Task goal:
The complete listing should be restated word for word.

Data section:
++++++++++
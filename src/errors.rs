//! Error types for the crash round operator
//!
//! Errors are layered the same way the system is: the chain facade reports
//! `ChainError`, the coordinator wraps it in `ControlError` together with its own
//! precondition and validation failures, and configuration loading has its own
//! `ConfigurationError`.

use thiserror::Error;

/// Failures reported by the chain client facade
#[derive(Debug, Clone, Error, PartialEq, Eq)]
pub enum ChainError {
    /// Transport failure: the RPC node could not be reached or did not confirm
    #[error("RPC request failed: {0}")]
    Rpc(String),

    /// Submission or read did not complete within the configured bound
    #[error("{operation} timed out after {timeout_ms}ms")]
    Timeout { operation: String, timeout_ms: u64 },

    /// The program's global config account already exists
    #[error("Game config is already initialized")]
    AlreadyInitialized,

    /// The program rejected the instruction (bad bounds, duplicate round, ...)
    #[error("Transaction rejected by program: {0}")]
    Rejected(String),

    /// Account data could not be decoded
    #[error("Failed to decode account data: {0}")]
    Decode(String),

    /// Admin key material could not be loaded or used
    #[error("Key error: {0}")]
    Key(String),
}

impl ChainError {
    /// Timeout for the named facade operation
    pub fn timeout(operation: &str, timeout_ms: u64) -> Self {
        ChainError::Timeout {
            operation: operation.to_string(),
            timeout_ms,
        }
    }
}

/// Errors surfaced by the round lifecycle coordinator
#[derive(Debug, Clone, Error, PartialEq, Eq)]
pub enum ControlError {
    #[error(transparent)]
    Chain(#[from] ChainError),

    /// A round is already pending or active
    #[error("Round {0} is still in progress")]
    RoundInProgress(u64),

    /// Finish requested while no round is pending or active
    #[error("No active round to end")]
    NoActiveRound,

    /// Manual end for a round other than the one in flight
    #[error("Round {requested} is not the active round (active: {expected})")]
    RoundMismatch { expected: u64, requested: u64 },

    /// Another round transition holds the gate
    #[error("Another round transition is in progress, retry shortly")]
    Busy,

    /// Malformed input rejected before any submission
    #[error("Invalid input: {0}")]
    Validation(String),

    #[error("Bootstrap failed: {0}")]
    Bootstrap(String),
}

impl ControlError {
    /// Whether the autonomous loop should back off and retry this failure
    pub fn is_retryable(&self) -> bool {
        matches!(self, ControlError::Chain(_) | ControlError::Busy)
    }
}

/// Configuration loading and validation errors
#[derive(Debug, Error)]
pub enum ConfigurationError {
    #[error("Failed to load configuration: {0}")]
    LoadFailed(String),

    #[error("Missing required field: {0}")]
    MissingRequired(String),

    #[error("Invalid value for {field}: '{value}' ({reason})")]
    InvalidValue {
        field: String,
        value: String,
        reason: String,
    },
}

pub type ChainResult<T> = Result<T, ChainError>;
pub type ControlResult<T> = Result<T, ControlError>;
pub type ConfigResult<T> = Result<T, ConfigurationError>;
++++++++++
Solution below:
filename src/errors.rs
//! Error types for the crash round operator
//!
//! Errors are layered the same way the system is: the chain facade reports
//! `ChainError`, the coordinator wraps it in `ControlError` together with its own
//! precondition and validation failures, and configuration loading has its own
//! `ConfigurationError`.

use thiserror::Error;

/// Failures reported by the chain client facade
#[derive(Debug, Clone, Error, PartialEq, Eq)]
pub enum ChainError {
    /// Transport failure: the RPC node could not be reached or did not confirm
    #[error("RPC request failed: {0}")]
    Rpc(String),

    /// Submission or read did not complete within the configured bound
    #[error("{operation} timed out after {timeout_ms}ms")]
    Timeout { operation: String, timeout_ms: u64 },

    /// The program's global config account already exists
    #[error("Game config is already initialized")]
    AlreadyInitialized,

    /// The program rejected the instruction (bad bounds, duplicate round, ...)
    #[error("Transaction rejected by program: {0}")]
    Rejected(String),

    /// Account data could not be decoded
    #[error("Failed to decode account data: {0}")]
    Decode(String),

    /// Admin key material could not be loaded or used
    #[error("Key error: {0}")]
    Key(String),
}

impl ChainError {
    /// Timeout for the named facade operation
    pub fn timeout(operation: &str, timeout_ms: u64) -> Self {
        ChainError::Timeout {
            operation: operation.to_string(),
            timeout_ms,
        }
    }
}

/// Errors surfaced by the round lifecycle coordinator
#[derive(Debug, Clone, Error, PartialEq, Eq)]
pub enum ControlError {
    #[error(transparent)]
    Chain(#[from] ChainError),

    /// A round is already pending or active
    #[error("Round {0} is still in progress")]
    RoundInProgress(u64),

    /// Finish requested while no round is pending or active
    #[error("No active round to end")]
    NoActiveRound,

    /// Manual end for a round other than the one in flight
    #[error("Round {requested} is not the active round (active: {expected})")]
    RoundMismatch { expected: u64, requested: u64 },

    /// Another round transition holds the gate
    #[error("Another round transition is in progress, retry shortly")]
    Busy,

    /// Malformed input rejected before any submission
    #[error("Invalid input: {0}")]
    Validation(String),

    #[error("Bootstrap failed: {0}")]
    Bootstrap(String),
}

impl ControlError {
    /// Whether the autonomous loop should back off and retry this failure
    pub fn is_retryable(&self) -> bool {
        matches!(self, ControlError::Chain(_) | ControlError::Busy)
    }
}

/// Configuration loading and validation errors
#[derive(Debug, Error)]
pub enum ConfigurationError {
    #[error("Failed to load configuration: {0}")]
    LoadFailed(String),

    #[error("Missing required field: {0}")]
    MissingRequired(String),

    #[error("Invalid value for {field}: '{value}' ({reason})")]
    InvalidValue {
        field: String,
        value: String,
        reason: String,
    },
}

pub type ChainResult<T> = Result<T, ChainError>;
pub type ControlResult<T> = Result<T, ControlError>;
pub type ConfigResult<T> = Result<T, ConfigurationError>;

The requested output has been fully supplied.